OPC UA – what exactly is that?

To enable communication between different systems (e.g. a plastics processing machine / injection moulding machine / extruder) and a PC application (e.g. a virtual assistance system) or higher-level organisational systems (e.g. product control systems, MES, etc.) it is necessary to know in which data model the signals are sent by the respective system.

To illustrate the background of such a communication task, the OSI layer model of data communication is first explained in a short and easily understandable way.

Background to the realization of digital data communication

The basic model for almost every form of current data communication is the OSI model. The OSI model was already introduced in 1984 and divides the machine communication into 7 hierarchical levels. For each of these levels (different) standards are defined. The OSI model is the still valid standard for data communication in IT systems. When sending digital information, the data passes through all levels of the OSI model from level 1 to level 7 or vice versa.

To understand how data communication works, the tasks of each of these 7 OSI layers are explained using a simple example – easy to understand and clear.
The example of data communication used here is that a PC user makes an entry with the keyboard and generates a short text which is then sent over the Internet and displayed on a remote PC – in other words, an identical task compared to the communication of a sensor value from one machine to another.

The human enters his input on his PC. For this purpose he uses an application, e.g. an e-mail program.
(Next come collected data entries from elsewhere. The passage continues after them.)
use tch::{
    nn::{self, ConvConfig, LinearConfig},
    Device, Kind, Tensor,
};

use crate::error::{Error, Result};

/// Name under which every approximator registers its variables.
///
/// Local and global copies are separate `VarStore`s, so the same scope is
/// used everywhere and variable names line up one to one.
pub const SCOPE: &str = "net";

/// A network with a shared trunk feeding a policy head and a value head.
pub trait ActorCritic {
    /// Returns `(policy, value)` with shapes `(B, num_actions)` and `(B,)`.
    ///
    /// `xs` holds `(B, height, width, history_len)` observations with 8-bit
    /// pixel values.
    fn forward(&self, xs: &Tensor) -> (Tensor, Tensor);

    /// Trainable variables belonging to this model's scope, sorted by name.
    fn variables(&self) -> Vec<(String, Tensor)>;

    fn num_actions(&self) -> usize;

    fn device(&self) -> Device;
}

pub(crate) fn scoped_variables(vs: &nn::VarStore, scope: &str) -> Vec<(String, Tensor)> {
    let prefix = format!("{scope}.");

    let mut variables: Vec<_> = vs
        .variables()
        .into_iter()
        .filter(|(name, var)| name.starts_with(&prefix) && var.requires_grad())
        .collect();

    variables.sort_by(|(a, _), (b, _)| a.cmp(b));
    variables
}

#[derive(Clone, Copy, Debug, PartialEq, Eq)]
pub struct ObservationShape {
    pub height: usize,
    pub width: usize,
    pub history_len: usize,
}

#[derive(Clone, Copy, Debug, Default, PartialEq, Eq)]
pub enum Architecture {
    /// Three convolutions and a 512 unit hidden layer.
    Nature,
    /// Two convolutions and a 256 unit hidden layer.
    #[default]
    Nips,
}

struct ConvLayer {
    out_channels: i64,
    kernel: i64,
    stride: i64,
}

const NATURE_LAYERS: [ConvLayer; 3] = [
    ConvLayer {
        out_channels: 32,
        kernel: 8,
        stride: 4,
    },
    ConvLayer {
        out_channels: 64,
        kernel: 4,
        stride: 2,
    },
    ConvLayer {
        out_channels: 64,
        kernel: 3,
        stride: 1,
    },
];

const NIPS_LAYERS: [ConvLayer; 2] = [
    ConvLayer {
        out_channels: 16,
        kernel: 8,
        stride: 4,
    },
    ConvLayer {
        out_channels: 32,
        kernel: 4,
        stride: 2,
    },
];

impl Architecture {
    fn conv_layers(self) -> &'static [ConvLayer] {
        match self {
            Architecture::Nature => &NATURE_LAYERS,
            Architecture::Nips => &NIPS_LAYERS,
        }
    }

    fn hidden_units(self) -> i64 {
        match self {
            Architecture::Nature => 512,
            Architecture::Nips => 256,
        }
    }
}

fn build_trunk(
    vs_path: &nn::Path,
    architecture: Architecture,
    shape: ObservationShape,
) -> Result<nn::Sequential> {
    let too_small = || Error::InputTooSmall {
        architecture,
        height: shape.height,
        width: shape.width,
    };

    let mut height = shape.height as i64;
    let mut width = shape.width as i64;
    let mut channels = shape.history_len as i64;

    let mut seq = nn::seq();

    for (i, layer) in architecture.conv_layers().iter().enumerate() {
        if height < layer.kernel || width < layer.kernel {
            return Err(too_small());
        }

        let config = ConvConfig {
            stride: layer.stride,
            ..ConvConfig::default()
        };

        seq = seq
            .add(nn::conv2d(
                vs_path / format!("conv{}", i + 1),
                channels,
                layer.out_channels,
                layer.kernel,
                config,
            ))
            .add_fn(Tensor::relu);

        height = (height - layer.kernel) / layer.stride + 1;
        width = (width - layer.kernel) / layer.stride + 1;
        channels = layer.out_channels;
    }

    let conv_out_size = channels * height * width;
    if conv_out_size == 0 {
        return Err(too_small());
    }

    Ok(seq
        .add_fn(Tensor::flat_view)
        .add(nn::linear(
            vs_path / "fc1",
            conv_out_size,
            architecture.hidden_units(),
            LinearConfig::default(),
        ))
        .add_fn(Tensor::relu))
}

/// Converts `(B, H, W, C)` 8-bit observations into `(B, C, H, W)` floats in `[0, 1]`.
fn normalize(xs: &Tensor) -> Tensor {
    xs.to_kind(Kind::Float).permute([0, 3, 1, 2]) / 255.0
}

#[must_use]
#[derive(Debug)]
pub struct ConvActorCritic {
    vs: nn::VarStore,
    trunk: nn::Sequential,
    policy: nn::Linear,
    value: nn::Linear,
    num_actions: usize,
}

impl ConvActorCritic {
    pub fn new(
        device: Device,
        architecture: Architecture,
        shape: ObservationShape,
        num_actions: usize,
    ) -> Result<Self> {
        let vs = nn::VarStore::new(device);
        let root = vs.root() / SCOPE;

        let trunk = build_trunk(&root, architecture, shape)?;
        let hidden = architecture.hidden_units();

        let policy = nn::linear(
            &root / "policy",
            hidden,
            num_actions as i64,
            LinearConfig::default(),
        );
        let value = nn::linear(&root / "value", hidden, 1, LinearConfig::default());

        Ok(Self {
            vs,
            trunk,
            policy,
            value,
            num_actions,
        })
    }
}

impl ActorCritic for ConvActorCritic {
    fn forward(&self, xs: &Tensor) -> (Tensor, Tensor) {
        let hidden = normalize(xs).apply(&self.trunk);
        let policy = hidden.apply(&self.policy).softmax(-1, Kind::Float);
        let value = hidden.apply(&self.value).view([-1]);
        (policy, value)
    }

    fn variables(&self) -> Vec<(String, Tensor)> {
        scoped_variables(&self.vs, SCOPE)
    }

    fn num_actions(&self) -> usize {
        self.num_actions
    }

    fn device(&self) -> Device {
        self.vs.device()
    }
}


#[cfg(test)]
mod tests {
    use super::*;

    fn observations(batch: i64, shape: ObservationShape) -> Tensor {
        Tensor::randint(
            256,
            [
                batch,
                shape.height as i64,
                shape.width as i64,
                shape.history_len as i64,
            ],
            (Kind::Uint8, Device::Cpu),
        )
    }

    fn assert_valid_policy(policy: &Tensor, batch: i64, num_actions: i64) {
        assert_eq!(policy.size(), vec![batch, num_actions]);

        let rows = Vec::<f32>::try_from(&policy.sum_dim_intlist(1, false, Kind::Float)).unwrap();
        for sum in rows {
            assert!((sum - 1.0).abs() < 1e-5, "row sums to {sum}");
        }

        let entries = Vec::<f32>::try_from(&policy.flatten(0, -1)).unwrap();
        assert!(entries.iter().all(|p| p.is_finite() && (0.0..=1.0).contains(p)));
    }

    #[test]
    fn nips_heads_have_expected_shapes() {
        let shape = ObservationShape {
            height: 20,
            width: 20,
            history_len: 4,
        };
        let model = ConvActorCritic::new(Device::Cpu, Architecture::Nips, shape, 6).unwrap();

        let (policy, value) = model.forward(&observations(3, shape));

        assert_valid_policy(&policy, 3, 6);
        assert_eq!(value.size(), vec![3]);
    }

    #[test]
    fn nature_heads_have_expected_shapes() {
        let shape = ObservationShape {
            height: 36,
            width: 40,
            history_len: 2,
        };
        let model = ConvActorCritic::new(Device::Cpu, Architecture::Nature, shape, 4).unwrap();

        let (policy, value) = model.forward(&observations(2, shape));

        assert_valid_policy(&policy, 2, 4);
        assert_eq!(value.size(), vec![2]);
    }

    #[test]
    fn rejects_observations_smaller_than_the_trunk() {
        let shape = ObservationShape {
            height: 30,
            width: 30,
            history_len: 4,
        };

        let err = ConvActorCritic::new(Device::Cpu, Architecture::Nature, shape, 4).unwrap_err();
        assert!(matches!(
            err,
            Error::InputTooSmall {
                architecture: Architecture::Nature,
                ..
            }
        ));
    }

    #[test]
    fn variables_are_scoped_and_sorted() {
        let shape = ObservationShape {
            height: 20,
            width: 20,
            history_len: 4,
        };
        let model = ConvActorCritic::new(Device::Cpu, Architecture::Nips, shape, 3).unwrap();

        let names: Vec<_> = model.variables().into_iter().map(|(name, _)| name).collect();

        assert_eq!(
            names,
            [
                "net.conv1.bias",
                "net.conv1.weight",
                "net.conv2.bias",
                "net.conv2.weight",
                "net.fc1.bias",
                "net.fc1.weight",
                "net.policy.bias",
                "net.policy.weight",
                "net.value.bias",
                "net.value.weight",
            ]
        );
    }

    #[test]
    fn extreme_logits_stay_finite() {
        let shape = ObservationShape {
            height: 20,
            width: 20,
            history_len: 1,
        };
        let model = ConvActorCritic::new(Device::Cpu, Architecture::Nips, shape, 4).unwrap();

        for (name, mut var) in model.variables() {
            tch::no_grad(|| match name.as_str() {
                "net.policy.weight" => {
                    let _ = var.zero_();
                }
                "net.policy.bias" => var.copy_(&Tensor::from_slice(&[1e4_f32, -1e4, 0.0, 0.0])),
                _ => {}
            });
        }

        let (policy, value) = model.forward(&observations(2, shape));

        assert_valid_policy(&policy, 2, 4);
        let first = Vec::<f32>::try_from(&policy.get(0)).unwrap();
        assert!((first[0] - 1.0).abs() < 1e-6);
        assert!(Vec::<f32>::try_from(&value).unwrap().iter().all(|v| v.is_finite()));
    }
}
This application is part of layer 7 – so we start the explanation at the end of the OSI model.

Layer 7: Application layer – e.g. e-mail client software
The application layer is what the user sees, the application he has opened on his PC (or mobile device) and with which he interacts. Here, interactions can be carried out, inputs can be made or outputs can be queried. The program code of the application converts the input into various other data formats, but this is hidden from the user.

The human input in the application is stored in a data format which is useful for this application, but this does not have to be a standard format. To enable communication with other systems, it is therefore necessary to convert this individual coding into a standard coding. This is done in the 6th layer.
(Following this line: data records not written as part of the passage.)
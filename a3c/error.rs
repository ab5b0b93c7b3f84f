use rand::distributions::WeightedError;
use tch::TchError;
use thiserror::Error;

use crate::model::Architecture;

pub type Result<T> = std::result::Result<T, Error>;

#[derive(Error, Debug)]
pub enum Error {
    #[error("torch error: {0}")]
    Torch(#[from] TchError),

    #[error("a {height}x{width} observation is too small for the {architecture:?} trunk")]
    InputTooSmall {
        architecture: Architecture,
        height: usize,
        width: usize,
    },

    #[error("trajectory is empty")]
    EmptyTrajectory,

    #[error("action {action} is out of range for {num_actions} actions")]
    InvalidAction { action: usize, num_actions: usize },

    #[error("local parameter `{local}` does not match global parameter `{global}`")]
    ParameterMismatch { local: String, global: String },

    #[error("expected {expected} parameter tensors, got {got}")]
    ParameterCount { expected: usize, got: usize },

    #[error("invalid policy distribution: {0}")]
    Policy(#[from] WeightedError),

    #[error("missing setting `{0}`")]
    MissingSetting(&'static str),

    #[error("setting `{0}` must be greater than zero")]
    InvalidSetting(&'static str),

    #[error("failed to spawn worker thread: {0}")]
    Spawn(#[from] std::io::Error),

    #[error("worker {0} is no longer running")]
    WorkerDisconnected(usize),

    #[error("all workers stopped without reporting")]
    AllWorkersDisconnected,

    #[error("worker thread panicked")]
    WorkerPanicked,

    #[error("worker {worker} failed: {source}")]
    Worker {
        worker: usize,
        #[source]
        source: Box<Error>,
    },
}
Layer 6 – Presentation Layer – e.g. ISO 8822 / X.216
The data presentation layer converts the data from the display format (e.g. ASCII) into an independent form and thus enables syntactically correct data exchange between different systems, regardless of their display format. It thus serves as a translator between different data formats.

Now that the user’s entries are available in a standardized data format, the data transport can begin. However, software systems are structured in such a way that not every software system generates its own individual communication solution. Instead, software systems access other applications (called services) and use their capabilities. In a software program such as an e-mail program, for example, there are therefore no functions for data communication whatsoever, but only the necessary services that provide this function are addressed. Such services are usually standard components of the operating system, for example Windows, Linux, Android, MacOS, etc. In a figurative sense, such a service is a resource on which the application is built, just as the power supply is a resource of a production company that is simply used instead of generating the power itself.
The user input in the application (layer 7), which was then standardized in a service from layer 6, is now passed on to another service (layer 5), which establishes a session for data transport.
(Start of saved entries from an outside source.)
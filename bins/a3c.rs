use a3c::{env::Catch, panic_hook, Architecture, Config, LearningRate, A3C};
use log::info;
use tch::Device;

const STEP_COUNT: usize = 200_000;
const EVAL_INTERVAL: usize = 5000;

fn main() -> Result<(), a3c::Error> {
    env_logger::init();
    panic_hook::init();

    let config = Config::default()
        .device(Device::cuda_if_available())
        .architecture(Architecture::Nips)
        .history_len(4)
        .gamma(0.99);

    let mut a3c = A3C::builder()
        .env(Catch::<32>::new())
        .config(config)
        .learning_rate(LearningRate::Linear {
            start: 7e-4,
            end: 0.0,
            total_steps: STEP_COUNT,
        })
        .t_max(5)
        .num_threads(8)
        .build()?;

    while a3c.global_step() < STEP_COUNT {
        a3c.train(EVAL_INTERVAL)?;
        let avg_return = a3c.evaluate_avg_return()?;

        info!(
            global_step = a3c.global_step(),
            updates = a3c.global().update_count();
            "average return {avg_return}"
        );
    }

    Ok(())
}
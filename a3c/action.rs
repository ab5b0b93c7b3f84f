use rand::{distributions::WeightedIndex, prelude::Distribution, rngs::StdRng, SeedableRng};

use crate::error::Result;

/// Picks an action index from a policy vector.
pub trait ActionSelector {
    fn select(&mut self, policy: &[f32]) -> Result<usize>;
}

/// Samples actions in proportion to their probability.
#[derive(Debug)]
pub struct Sampling {
    rng: StdRng,
}

impl Sampling {
    #[must_use]
    pub fn new() -> Self {
        Self {
            rng: StdRng::from_entropy(),
        }
    }

    #[must_use]
    pub fn seeded(seed: u64) -> Self {
        Self {
            rng: StdRng::seed_from_u64(seed),
        }
    }
}

impl Default for Sampling {
    fn default() -> Self {
        Self::new()
    }
}

impl ActionSelector for Sampling {
    fn select(&mut self, policy: &[f32]) -> Result<usize> {
        let distribution = WeightedIndex::new(policy)?;
        Ok(distribution.sample(&mut self.rng))
    }
}

/// Always takes the most probable action.
#[derive(Debug, Default, Clone, Copy)]
pub struct Greedy;

impl ActionSelector for Greedy {
    fn select(&mut self, policy: &[f32]) -> Result<usize> {
        let (action, _) = policy
            .iter()
            .enumerate()
            .max_by(|(_, a), (_, b)| a.total_cmp(b))
            .ok_or(rand::distributions::WeightedError::NoItem)?;
        Ok(action)
    }
}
For this service the realization of the communication is something like a small project. This project is broken down into sub-projects and executed. This service also makes sure that in case of problems (e.g. data transport was interrupted), the overall task of data communication can be completed successfully at the end.

 

Layer 5 – Session Layer – e.g. ISO 8326
The session layer or communication control layer ensures that different processes or systems communicate with each other. For this purpose, services for an organized and synchronized data exchange are provided. An exemplary function of such a service is the use of check points at which a communication interrupted on the transport layer can be seamlessly resumed and synchronized.

After the overall task of the data communication has been split up into subtasks by this service (layer 5), the individual subtasks are sent to the dispatch department, and thus supplied to a service of layer 4 (transport layer). There, the individual data are divided again, so that small self-contained elements can be transmitted.

Layer 4 – Transport Layer e.g. TCP, UDP
At this level, the data is transported between the higher levels and the levels below. Within the transport layer, the data is segmented and organizationally coordinated and, for example, the creation of traffic jams is avoided. In the transport layer, the data generated by the upper layers is divided into individual segments (data packets), so that even huge data finds its way through the network in small, encapsulated elements. Transport layers commonly used today are, for example, TCP/IP or UDP.

These small data blocks, which are broken down in the transport layer, are now prepared for transmission. For this purpose, the recipient of the data is read out and a route is identified on which the data packets can be transmitted from the starting point to the destination. For example, the data packets can be transferred from a PC in Germany via a server in Frankfurt to a server in Amsterdam and from there to a PC in London. This route is the route planned in the network layer (routing) that the individual data packages will take.

 

Layer 3 – Network Layer – e.g. IP
On level 3 the connection between transmitter and receiver is established, disconnected and monitored. A frequently used standard is the IP standard. This level serves as the switching layer. Tasks such as searching for routes and forwarding data are performed here. Data is rarely transmitted directly from the sender to the destination receiver, usually the data is transmitted via intermediate stations (nodes). The nodes receive the data and forward it to the next node along the correct path (routing) until the data has reached its destination. Typical formats at this level are IP, IPsec, etc.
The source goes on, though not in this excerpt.